» **ABOUT THIS TASK**: Print the records exactly. Miss nothing.

(Dataset entries)
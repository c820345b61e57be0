use std::io::Read;
use std::path::{Path, PathBuf};

use anyhow::{Context, Result};
use baseball_elimination::{Division, Standings};
use clap::Parser;
use tracing_subscriber::EnvFilter;

#[derive(Parser)]
#[command(author, version, about = "Reports which teams are mathematically eliminated from first place", long_about = None)]
struct Cli {
    /// Standings file, or `-` for stdin
    #[arg(value_name = "PATH")]
    path: PathBuf,
    /// Only report these teams
    #[arg(short, long = "team", value_name = "NAME")]
    teams: Vec<String>,
    /// Log filter used when RUST_LOG is unset
    #[arg(long, env = "ELIMINATION_LOG", default_value = "warn")]
    log: String,
}

fn init_tracing(default: &str) {
    tracing_subscriber::fmt()
        .with_env_filter(EnvFilter::try_from_default_env().unwrap_or_else(|_| default.into()))
        .with_writer(std::io::stderr)
        .init();
}

fn load(path: &Path) -> Result<Standings> {
    if path.as_os_str() == "-" {
        let mut input = String::new();
        std::io::stdin()
            .read_to_string(&mut input)
            .context("reading standings from stdin")?;
        return Ok(input.parse::<Standings>()?);
    }
    Standings::from_path(path).with_context(|| format!("loading {}", path.display()))
}

fn main() -> Result<()> {
    let cli = Cli::parse();
    init_tracing(&cli.log);

    let division = Division::new(load(&cli.path)?);
    let teams: Vec<&str> = if cli.teams.is_empty() {
        division.teams().collect()
    } else {
        cli.teams.iter().map(String::as_str).collect()
    };
    for team in teams {
        match division.certificate_of_elimination(team)? {
            Some(certificate) => {
                println!("{} is eliminated by the subset R = {}", team, certificate)
            }
            None => println!("{} is not eliminated", team),
        }
    }
    Ok(())
}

» **WRITTEN RESPONSE**:
repository c820345b61e57be0
use std::io::Read;
use std::path::{Path, PathBuf};

use anyhow::{Context, Result};
use baseball_elimination::{Division, Standings};
use clap::Parser;
use tracing_subscriber::EnvFilter;

#[derive(Parser)]
#[command(author, version, about = "Reports which teams are mathematically eliminated from first place", long_about = None)]
struct Cli {
    /// Standings file, or `-` for stdin
    #[arg(value_name = "PATH")]
    path: PathBuf,
    /// Only report these teams
    #[arg(short, long = "team", value_name = "NAME")]
    teams: Vec<String>,
    /// Log filter used when RUST_LOG is unset
    #[arg(long, env = "ELIMINATION_LOG", default_value = "warn")]
    log: String,
}

fn init_tracing(default: &str) {
    tracing_subscriber::fmt()
        .with_env_filter(EnvFilter::try_from_default_env().unwrap_or_else(|_| default.into()))
        .with_writer(std::io::stderr)
        .init();
}

fn load(path: &Path) -> Result<Standings> {
    if path.as_os_str() == "-" {
        let mut input = String::new();
        std::io::stdin()
            .read_to_string(&mut input)
            .context("reading standings from stdin")?;
        return Ok(input.parse::<Standings>()?);
    }
    Standings::from_path(path).with_context(|| format!("loading {}", path.display()))
}

fn main() -> Result<()> {
    let cli = Cli::parse();
    init_tracing(&cli.log);

    let division = Division::new(load(&cli.path)?);
    let teams: Vec<&str> = if cli.teams.is_empty() {
        division.teams().collect()
    } else {
        cli.teams.iter().map(String::as_str).collect()
    };
    for team in teams {
        match division.certificate_of_elimination(team)? {
            Some(certificate) => {
                println!("{} is eliminated by the subset R = {}", team, certificate)
            }
            None => println!("{} is not eliminated", team),
        }
    }
    Ok(())
}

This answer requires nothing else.